Mais quelle violence insensée contenue dans cette famille, et dans cette figure maternelle, ne supportant pas les hommes ; les combattant ; ses frères, comme son mari militaire, comme ses fils… Cet aîné a eu l'extrême mauvaise idée de se révolter contre Vitalie, en continuant de voir en cachette, son père, de se battre pour la femme qu'il aimait, et qu'il voulait épouser !

Ce « soit-disant raté » aura eu le courage de se révolter contre cette mère abusive et terrorisante ! Frédéric paiera sa « résistance » bien cher !! Et nous, lecteurs, nous nous attachons d'autant plus à cet homme ; nous aimerions tant que le destin change, se renverse à son avantage, enfin… !

L'auteur , un jour, en entendant Pierre Michon parler de ce frère du poète, ignoré de tous, rayé de la terre, sur lequel il souhaitait écrire (et finalement , n'y ayant pas réussi)…lui est venue l'envie de s'atteler à ce projet difficile. Cela lui a donné l'élan et l'envie pour entamer ce projet et cette enquête… Nous lui en sommes reconnaissants, car David le Bailly nous offre un récit poignant, doublement , car en sus de la narration sur l'existence massacrée , tuée et tue de Frédéric (qui portait par malchance, le prénom paternel !), il nous fait partager la progression de ses démarches auprès de possibles porteurs de mémoires (dans les descendants), ainsi que les résonances induites dans son propre parcours de fils auprès d'une mère, peu amène et aussi « despotique », autoritaire que la marâtre des frères Rimbaud.

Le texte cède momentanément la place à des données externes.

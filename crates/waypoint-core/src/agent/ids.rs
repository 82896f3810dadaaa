use uuid::Uuid;

use crate::membership::ServiceName;

/// Unique agent instance identifier.
#[derive(Debug, Clone, Copy, PartialEq, Eq, Hash)]
pub struct AgentId(pub Uuid);

impl AgentId {
    /// Generate a new random agent ID.
    pub fn new() -> Self {
        Self(Uuid::new_v4())
    }

    /// Create from an existing UUID.
    pub fn from_uuid(id: Uuid) -> Self {
        Self(id)
    }

    /// Get the inner UUID.
    pub fn as_uuid(&self) -> Uuid {
        self.0
    }
}

impl Default for AgentId {
    fn default() -> Self {
        Self::new()
    }
}

impl std::fmt::Display for AgentId {
    fn fmt(&self, f: &mut std::fmt::Formatter<'_>) -> std::fmt::Result {
        write!(f, "{}", self.0)
    }
}

/// Agent lifecycle phase.
#[derive(Debug, Clone, Copy, PartialEq, Eq, Hash)]
pub enum Phase {
    /// Bootstrap fetch.
    Get,
    /// Long-poll change watch.
    Watch,
}

impl Phase {
    /// Convert to string for job ids and logs.
    pub fn as_str(&self) -> &'static str {
        match self {
            Self::Get => "get",
            Self::Watch => "watch",
        }
    }
}

impl std::fmt::Display for Phase {
    fn fmt(&self, f: &mut std::fmt::Formatter<'_>) -> std::fmt::Result {
        write!(f, "{}", self.as_str())
    }
}

/// Stable identifier of a rescheduled step.
///
/// One agent has at most one pending timer per phase and service, so
/// scheduling the same id again replaces the earlier timer.
#[derive(Debug, Clone, PartialEq, Eq, Hash)]
pub struct JobId(String);

impl JobId {
    /// Build the id for an agent's phase on a service.
    pub fn new(agent: AgentId, phase: Phase, service: &ServiceName) -> Self {
        Self(format!("{}_{}_{}", agent, phase, service))
    }

    /// Get the id as a string slice.
    pub fn as_str(&self) -> &str {
        &self.0
    }
}

impl std::fmt::Display for JobId {
    fn fmt(&self, f: &mut std::fmt::Formatter<'_>) -> std::fmt::Result {
        f.write_str(&self.0)
    }
}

J'apprends avec plaisir qu'un auteur que j'estime beaucoup n'aura pas « crié avec les loups » et contribué à ces mensonges ; il s'agit d'André Suarès…Ce pourquoi, je transcris l'extrait suivant qui en dit long sur la fabrication de la légende construite artificiellement autour du grand « Arthur Rimbaud »…qui en dit long aussi sur tous les comportements « pas très catholiques » des héritiers spirituels ( et financiers !!) des écrivains et artistes , après leur mort…!

« En exergue

Pourquoi n'y a--t-il jamais un mot du frère Frédéric qui, à un an près, est du même âge que Rimbaud ? Ce frère passe pour avoir été un coureur de femmes, un homme qui aime la vie, un mauvais sujet comme on dit entre bigotes. de lui, je ne sais rien du tout. Peut-être était-il seulement une tête légère, un irrégulier, un outlaw de province, après tout, une ébauche ridicule de son frère. Mais il a vécu. Il est sans doute mort. Puisque l'on parle de la sainte mère et des saintes soeurs, il faut parler du frère mauvais sujet: il a beaucoup d'intérêt pour nous s'il n'en a pas pour la famille. --André Suarès »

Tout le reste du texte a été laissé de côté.